Directions:
What is needed is an exact repeat of the lines from the line containing "and consensus engine." through the final line of the entries below, and nothing else.

Stored data entries

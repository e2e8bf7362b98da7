//! Runtime orchestration for a single playthrough.
//!
//! This crate wires together content oracles, the save repository and one
//! [`game_core::GameSession`] into a synchronous runtime API. Consumers embed
//! [`Runtime`] to dispatch commands and read snapshots.
//!
//! Modules are organized by responsibility:
//! - [`runtime`] hosts the orchestrator and builder
//! - [`api`] exposes the error types downstream clients interact with
//! - [`oracle`] and [`repository`] provide data adapters reused by other crates
pub mod api;
pub mod oracle;
pub mod repository;
pub mod runtime;

pub use api::{Result, RuntimeError};
pub use oracle::OracleManager;
pub use repository::{
    FileSaveRepository, InMemorySaveRepository, RepositoryError, RepositoryStore, SaveRepository,
};
pub use runtime::{Runtime, RuntimeBuilder, RuntimeConfig};
//! # MAGI
//!
//! Multi-provider LLM query and consensus engine.
//!
//! MAGI sends one prompt to several LLM vendors (OpenAI, Google Gemini,
//! xAI, Anthropic) at once, normalizes their replies, and reduces them to a
//! single answer by majority vote, falling back to a judge model on ties.
//!
//! ## Modules
//!
//! - [`providers`] - Vendor clients and response normalization
//! - [`consensus`] - Dispatcher, voter, judge and coordinator
//! - [`quota`] - Daily per-provider usage limits
//! - [`hooks`] - Lifecycle hooks
//! - [`mcp`] - MCP (Model Context Protocol) server
//! - [`cli`] - Command line interface
//! - [`types`] - Shared types

#[cfg(feature = "cli")]
pub mod cli;
pub mod consensus;
pub mod hooks;
pub mod mcp;
pub mod providers;
pub mod quota;
pub mod types;

pub use types::config::Config;
pub use types::errors::{MagiError, MagiResult};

Answer below:
//! Multi-provider LLM query and consensus engine.
//!
//! MAGI sends one prompt to several LLM vendors (OpenAI, Google Gemini,
//! xAI, Anthropic) at once, normalizes their replies, and reduces them to a
//! single answer by majority vote, falling back to a judge model on ties.
//!
//! ## Modules
//!
//! - [`providers`] - Vendor clients and response normalization
//! - [`consensus`] - Dispatcher, voter, judge and coordinator
//! - [`quota`] - Daily per-provider usage limits
//! - [`hooks`] - Lifecycle hooks
//! - [`mcp`] - MCP (Model Context Protocol) server
//! - [`cli`] - Command line interface
//! - [`types`] - Shared types

#[cfg(feature = "cli")]
pub mod cli;
pub mod consensus;
pub mod hooks;
pub mod mcp;
pub mod providers;
pub mod quota;
pub mod types;

pub use types::config::Config;
pub use types::errors::{MagiError, MagiResult};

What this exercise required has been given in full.